Conway then bought into the ownership group, and he and his partners decided to tear down the Travelodge and build two hotels that would be more upscale than anything else on the corridor, opening the 126-room Fairfield Inn and 125-room Holiday Inn Express next door in 2008. Today, both offer room rates averaging 20 percent to 30 percent less than downtown hotels, Conway said, and average about 70 percent occupancy.
Conway said that New York Avenue hotels in previous years failed in part because the city government and police department had not supported them adequately but that the situation has changed in recent years.
“We saw that corridor come alive and at the same time, the support we got from the city and from the Ward 5 police department was phenomenal,” he said.
Other investors have begun to take interest in the corridor, as well. A Wal-Mart-anchored shopping center with new restaurants is planned across the street from Conway’s hotels.
Local developer Douglas Jemal recently bought the long-vacant former Hecht’s distribution warehouse out of foreclosure.
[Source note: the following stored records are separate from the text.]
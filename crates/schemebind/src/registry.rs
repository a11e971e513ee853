// SPDX-License-Identifier: Apache-2.0 OR MIT
// Copyright (c) 2025-2026 schemebind contributors

//! Live dispatch mirror.
//!
//! [`SchemeRegistry`] mirrors durable bindings into an in-memory dispatch
//! table the request pipeline reads on every call. The store is always
//! the source of truth: every mutation persists first and only touches
//! live state after the store accepted the write. Each scheme's handler
//! type and options instance live in one `Arc`, and swapping an entry is
//! a single map insert, so concurrent readers can never observe a new
//! handler type paired with old options or vice versa.

use crate::binding::{validate_scheme, Binding, BindingRecord, ConcurrencyToken};
use crate::catalog::{ErasedOptions, TypeCatalog};
use crate::error::{BindingError, Result};
use crate::notify::{BindingChange, ChangeKind, ChangeNotifier};
use crate::options::OptionsCodec;
use crate::store::BindingStore;
use crate::typeid::{TypeCodec, TypeIdentity};
use dashmap::DashMap;
use std::sync::Arc;
use tokio_util::sync::CancellationToken;

/// One bound scheme as exposed to the dispatch pipeline: the handler
/// type, its options instance, and the display name, plus the token of
/// the store state this entry mirrors.
pub struct LiveBinding {
    /// Scheme name
    pub scheme: String,
    /// Human-readable name
    pub display_name: String,
    /// Handler type that processes requests for this scheme
    pub handler_type: TypeIdentity,
    /// Materialized options instance (cached configuration)
    pub options: ErasedOptions,
    /// Store token this live entry corresponds to
    pub token: ConcurrencyToken,
}

impl LiveBinding {
    /// Borrow the options as their concrete type, if it matches
    pub fn options_as<O: 'static>(&self) -> Option<&O> {
        self.options.downcast_ref::<O>()
    }
}

/// In-memory registry of bound schemes, mirroring a [`BindingStore`].
pub struct SchemeRegistry {
    store: Arc<dyn BindingStore>,
    catalog: Arc<TypeCatalog>,
    codec: OptionsCodec,
    live: DashMap<String, Arc<LiveBinding>>,
    notifier: Option<ChangeNotifier>,
}

impl SchemeRegistry {
    /// Create a registry over the given store and managed type catalog.
    ///
    /// The codec persists strict (minimal) payloads; see
    /// [`OptionsCodec`] for the mode semantics.
    pub fn new(store: Arc<dyn BindingStore>, catalog: Arc<TypeCatalog>) -> Self {
        Self {
            store,
            catalog,
            codec: OptionsCodec::new(crate::options::CodecMode::Strict),
            live: DashMap::new(),
            notifier: None,
        }
    }

    /// Attach a change notifier; mutations publish after the store and
    /// live state are updated.
    pub fn with_notifier(mut self, notifier: ChangeNotifier) -> Self {
        self.notifier = Some(notifier);
        self
    }

    /// The underlying store (source of truth)
    pub fn store(&self) -> &Arc<dyn BindingStore> {
        &self.store
    }

    /// The managed type catalog
    pub fn catalog(&self) -> &Arc<TypeCatalog> {
        &self.catalog
    }

    fn encode_record(&self, binding: &Binding) -> Result<BindingRecord> {
        validate_scheme(&binding.scheme)?;
        let descriptor = self
            .catalog
            .descriptor(&binding.handler_type)
            .ok_or_else(|| BindingError::TypeNotFound(binding.handler_type.to_string()))?;
        Ok(BindingRecord {
            scheme: binding.scheme.clone(),
            display_name: binding.display_name.clone(),
            handler_type: TypeCodec::encode(&binding.handler_type)?,
            options: self
                .codec
                .serialize(descriptor.as_ref(), binding.options.as_ref())?,
            token: binding.token.clone(),
        })
    }

    fn decode_record(&self, record: &BindingRecord) -> Result<LiveBinding> {
        let handler_type = TypeCodec::decode(&record.handler_type, &self.catalog)?;
        let descriptor = self
            .catalog
            .descriptor(&handler_type)
            .ok_or_else(|| BindingError::TypeNotFound(handler_type.to_string()))?;
        let options = self.codec.deserialize(descriptor.as_ref(), &record.options)?;
        Ok(LiveBinding {
            scheme: record.scheme.clone(),
            display_name: record.display_name.clone(),
            handler_type,
            options,
            token: record.token.clone(),
        })
    }

    fn install(&self, live: LiveBinding) {
        // Single insert: dispatch entry and cached options swap together.
        self.live.insert(live.scheme.clone(), Arc::new(live));
    }

    fn publish(&self, scheme: &str, kind: ChangeKind) {
        if let Some(notifier) = &self.notifier {
            notifier.publish(BindingChange {
                scheme: scheme.to_string(),
                kind,
            });
        }
    }

    /// Bind a scheme: persist, then install the live entry.
    ///
    /// If the scheme is already bound this replaces it: the store write
    /// is conditioned on the live entry's token and the dispatch entry
    /// is swapped in one insert. Persistence failure leaves live state
    /// untouched.
    pub async fn add(
        &self,
        binding: &Binding,
        cancel: &CancellationToken,
    ) -> Result<ConcurrencyToken> {
        let mut record = self.encode_record(binding)?;
        let current = self
            .live
            .get(&binding.scheme)
            .map(|entry| entry.token.clone());
        let token = match current {
            Some(held) => {
                record.token = held;
                self.store.update(&record, cancel).await?
            }
            None => self.store.add(&record, cancel).await?,
        };

        self.install(LiveBinding {
            scheme: binding.scheme.clone(),
            display_name: binding.display_name.clone(),
            handler_type: binding.handler_type.clone(),
            options: Arc::clone(&binding.options),
            token: token.clone(),
        });
        tracing::info!(scheme = %binding.scheme, handler = %binding.handler_type, "scheme bound");
        self.publish(&binding.scheme, ChangeKind::Added);
        Ok(token)
    }

    /// Replace a bound scheme: persist with the caller's token, then swap
    /// the live entry. Fails with `NotFound` if the scheme is not bound.
    pub async fn update(
        &self,
        binding: &Binding,
        cancel: &CancellationToken,
    ) -> Result<ConcurrencyToken> {
        validate_scheme(&binding.scheme)?;
        if !self.live.contains_key(&binding.scheme) {
            return Err(BindingError::NotFound(binding.scheme.clone()));
        }

        let record = self.encode_record(binding)?;
        let token = self.store.update(&record, cancel).await?;

        self.install(LiveBinding {
            scheme: binding.scheme.clone(),
            display_name: binding.display_name.clone(),
            handler_type: binding.handler_type.clone(),
            options: Arc::clone(&binding.options),
            token: token.clone(),
        });
        tracing::info!(scheme = %binding.scheme, "scheme updated");
        self.publish(&binding.scheme, ChangeKind::Updated);
        Ok(token)
    }

    /// Unbind a scheme: persist the deletion, then clear the live entry.
    ///
    /// Acts only when the scheme is currently bound and fails with
    /// `NotFound` otherwise.
    pub async fn remove(
        &self,
        scheme: &str,
        token: &ConcurrencyToken,
        cancel: &CancellationToken,
    ) -> Result<()> {
        validate_scheme(scheme)?;
        if !self.live.contains_key(scheme) {
            return Err(BindingError::NotFound(scheme.to_string()));
        }

        self.store.remove(scheme, token, cancel).await?;
        self.live.remove(scheme);
        tracing::info!(scheme, "scheme unbound");
        self.publish(scheme, ChangeKind::Deleted);
        Ok(())
    }

    /// Bulk-load every stored binding into the live table, once at
    /// process start before serving traffic.
    ///
    /// Lenient per entry: a binding whose handler type is outside the
    /// managed set, or whose payload is malformed, is skipped and logged
    /// so one bad record cannot block startup. Returns the number of
    /// schemes installed.
    pub async fn load(&self, cancel: &CancellationToken) -> Result<usize> {
        let records = self.store.list_all(cancel).await?;
        let mut installed = 0;
        for record in records {
            match self.decode_record(&record) {
                Ok(live) => {
                    self.install(live);
                    installed += 1;
                }
                Err(e) => {
                    tracing::warn!(scheme = %record.scheme, error = %e, "skipping binding during load");
                }
            }
        }
        tracing::info!(count = installed, "registry loaded");
        Ok(installed)
    }

    /// Look up the dispatch entry for a scheme.
    ///
    /// This is the hot path the request pipeline calls per request; it
    /// never touches the store.
    pub fn lookup(&self, scheme: &str) -> Option<Arc<LiveBinding>> {
        self.live.get(scheme).map(|entry| Arc::clone(entry.value()))
    }

    /// Fetch a binding directly from the store (bypassing the mirror),
    /// decoded into its typed form with the current token.
    ///
    /// Unlike [`load`](Self::load), decode failures here are surfaced,
    /// not skipped.
    pub async fn find_by_scheme(
        &self,
        scheme: &str,
        cancel: &CancellationToken,
    ) -> Result<Option<Binding>> {
        let Some(record) = self.store.find_by_scheme(scheme, cancel).await? else {
            return Ok(None);
        };
        let live = self.decode_record(&record)?;
        Ok(Some(Binding {
            scheme: live.scheme,
            display_name: live.display_name,
            handler_type: live.handler_type,
            options: live.options,
            token: live.token,
        }))
    }

    /// Currently bound scheme names
    pub fn schemes(&self) -> Vec<String> {
        self.live.iter().map(|entry| entry.key().clone()).collect()
    }

    /// Number of bound schemes
    pub fn len(&self) -> usize {
        self.live.len()
    }

    /// Returns true if nothing is bound
    pub fn is_empty(&self) -> bool {
        self.live.is_empty()
    }

    /// Apply a record that was mutated by another instance to local live
    /// state only (the store already holds it). Unmanaged or malformed
    /// records are skipped with a warning, as in [`load`](Self::load).
    pub fn apply_remote(&self, record: &BindingRecord) {
        match self.decode_record(record) {
            Ok(live) => self.install(live),
            Err(e) => {
                tracing::warn!(scheme = %record.scheme, error = %e, "skipping remote binding");
            }
        }
    }

    /// Clear a scheme from local live state only. Returns true if an
    /// entry was evicted.
    pub fn evict_local(&self, scheme: &str) -> bool {
        self.live.remove(scheme).is_some()
    }
}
“It’s the natural evolution of what’s going on now that NoMa has established itself,” said Doug Firstenberg, a developer whose firm built the Hilton Garden Inn, a higher-end hotel in the North of Massachusetts Avenue (NoMa) neighborhood.
“It really seems to be a price -point choice for the budget-conscious traveler or out-of-town traveler who wants to be near to the Capitol and near to downtown and maybe can’t afford a truly Metro-accessible location,” he said.
Firstenberg remembers that in 1986 his aunt booked a room at a New York Avenue hotel for a visit, and he had to persuade her to reconsider. “This was an 80-year-old Jewish woman; she would have been dead. But this was 25 years ago, you know,” he said. “There was a lot more roughness around D.C. then.”